Gregory Simon, MD, MPH 

The mission of the Mental Health Research Network (MHRN) is to improve the management of mental health conditions through a closer connection between research, practice, and policy.

Spanning a wide range of conditions and care that impacts all ages (children, adults, and seniors), the MHRN aims to develop methods for evaluating treatment effectiveness.

 

QUICK FACTS

  • PI: Gregory Simon, MD, MPH of Group Health Research Institute

  • Funding agency: National Institute of Mental Health 

  • Year funded: 2010

  • Related studies funded, since inception:  8

  • Website: mhresearchnetwork.org

 

PARTICIPATING RESEARCH CENTERS

  • Center for Applied Health Research, Baylor Scott & White Health

  • Center for Clinical and Outcomes Research, Kaiser Permanente Georgia

  • Center for Health Policy and Health Services Research, Henry Ford Health System

  • Division of Research, Kaiser Permanente Northern California

  • Department of Population Medicine, Harvard Pilgrim Health Care

  • Department of Research and Evaluation, Kaiser Permanente Southern California

  • Essentia Institute of Rural Health, Essentia Health

  • Group Health Research Institute, Group Health Cooperative

  • HealthPartners Institute for Education and Research, HealthPartners

  • Institute for Health Research, Kaiser Permanente Colorado

  • Palo Alto Medical Foundation Research Institute, Palo Alto Medical Foundation 

  • The Center for Health Research – Hawaii, Kaiser Permanente Hawaii

  • The Center for Health Research – Northwest, Kaiser Permanente Northwest

 

ADDITIONAL PARTNERS

  • University of Colorado

  • Emory University

  • University of California - San Francisco

 

MHRN CORE PROJECTS

  • Practice variation in high- and low-value care for mood disorders – This work will advance knowledge regarding variation in mental health care and develop methods for future effectiveness studies.

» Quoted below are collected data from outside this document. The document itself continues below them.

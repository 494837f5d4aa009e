//! Output - Deferred values resolved by the provisioning engine
//!
//! An `OutputRef` is a handle to data that is not known until the engine
//! provisions the resource that produces it. The program never reads the
//! concrete value; it can only pass the handle onward or register a
//! transformation that the declaration pass invokes exactly once, after
//! the value resolves.

use std::fmt;

use crate::resource::{ResourceId, Value};

/// Opaque handle to a deferred value, minted by the stack context
#[derive(Debug, Clone, Copy, PartialEq, Eq, Hash)]
pub struct OutputRef(pub(crate) u32);

impl OutputRef {
    #[cfg(test)]
    pub(crate) fn for_tests(id: u32) -> Self {
        Self(id)
    }
}

impl fmt::Display for OutputRef {
    fn fmt(&self, f: &mut fmt::Formatter<'_>) -> fmt::Result {
        write!(f, "output#{}", self.0)
    }
}

/// Where a deferred value comes from
#[derive(Debug, Clone, PartialEq)]
pub enum OutputSource {
    /// An engine-assigned attribute of a declared resource
    Attribute {
        resource: ResourceId,
        attribute: String,
    },
    /// The result of a registered transformation over other deferred
    /// values embedded in `input`
    Transform { name: String, input: Value },
}

/// Error type returned by transformation bodies; the declaration pass
/// wraps it with the transformation name
pub type TransformResult = Result<Value, Box<dyn std::error::Error + Send + Sync>>;

/// A registered transformation, consumed on its single invocation
pub type TransformFn = Box<dyn FnOnce(Value) -> TransformResult + Send>;
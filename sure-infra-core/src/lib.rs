//! sure-infra core
//!
//! Core library for a declarative provisioning program: resource
//! declarations are recorded in a one-shot context, later declarations
//! reference earlier ones through deferred output values, and an external
//! engine reconciles the declared topology against real infrastructure.

pub mod context;
pub mod deploy;
pub mod engine;
pub mod error;
pub mod graph;
pub mod output;
pub mod resource;
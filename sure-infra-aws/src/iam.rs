//! IAM role and policy attachment arguments

use std::collections::HashMap;

use serde_json::json;
use sure_infra_core::resource::Value;

pub const ROLE: &str = "iam.role";
pub const ROLE_POLICY_ATTACHMENT: &str = "iam.role_policy_attachment";

/// Managed policy granting task execution permissions (image pull, log write)
pub const ECS_TASK_EXECUTION_ROLE_POLICY: &str =
    "arn:aws:iam::aws:policy/service-role/AmazonECSTaskExecutionRolePolicy";

/// Trust policy allowing only the ECS task principal to assume the role
pub fn ecs_tasks_assume_role_policy() -> String {
    json!({
        "Version": "2008-10-17",
        "Statement": [{
            "Sid": "",
            "Effect": "Allow",
            "Principal": {
                "Service": "ecs-tasks.amazonaws.com"
            },
            "Action": "sts:AssumeRole"
        }]
    })
    .to_string()
}

/// Arguments for a role declaration
#[derive(Debug, Clone, PartialEq)]
pub struct RoleArgs {
    pub assume_role_policy: String,
}

impl RoleArgs {
    pub fn into_properties(self) -> HashMap<String, Value> {
        let mut properties = HashMap::new();
        properties.insert(
            "assume_role_policy".to_string(),
            Value::String(self.assume_role_policy),
        );
        properties
    }
}

/// Arguments for attaching a managed policy to a role
#[derive(Debug, Clone, PartialEq)]
pub struct RolePolicyAttachmentArgs {
    pub role: Value,
    pub policy_arn: String,
}

impl RolePolicyAttachmentArgs {
    pub fn into_properties(self) -> HashMap<String, Value> {
        let mut properties = HashMap::new();
        properties.insert("role".to_string(), self.role);
        properties.insert("policy_arn".to_string(), Value::String(self.policy_arn));
        properties
    }
}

  • Feasibility of behavioral activation therapy for perinatal depression –This project will both evaluate feasibility of an innovative intervention and test new methods to increase the efficiency of future effectiveness trials.

  • A geographically and ethnically diverse autism registry for effectiveness studies –This project will both advance knowledge regarding diagnosis and treatment of autism and establish a registry and specimen repository to support effectiveness research.

  • Longitudinal analysis of SSRI warnings and suicide in youth –This study will both help clarify the relationship between antidepressant use and suicide risk and develop methods for future policy and implementation research.

  • Pragmatic trial of automated outreach following unplanned discontinuation of antidepressant medications

  • Effectiveness trial of EHR-based decision support and nurse care management to reduce cardiovascular risk factors in people with severe mental illness

  • Pilot study of feasibility and acceptability of mobile-device-based in-vivo assessments during depression treatment.

  • Developing methods to improve biospecimen collection among children and youth with severe mental health conditions

 

RELATED RESEARCH PROJECTS

  • NIMH-funded 5-site R01 regarding early detection of first-episode psychosis.

  • NIH Collaboratory-funded 3-site pragmatic trial of population-based outreach to prevent suicide attempt.

  • NIMH-funded supplement to examine racial and ethnic disparities in depression care.

 

SELECT KEY FINDINGS

  • The FDA safety advisory regarding increased risk of suicidal behavior after starting antidepressant medication was followed by a significant decrease in antidepressant use by adolescents and young adults – and by a significant increase in risk of suicide attempt.

  • Responses to routinely administered PHQ9 depression questionnaires are a strong predictor of subsequent suicide attempt and suicide death – and this holds true across different treatment settings, age groups, and racial/ethnic groups.

  • Behavioral activation psychotherapy significantly improves symptoms of depression in pregnancy.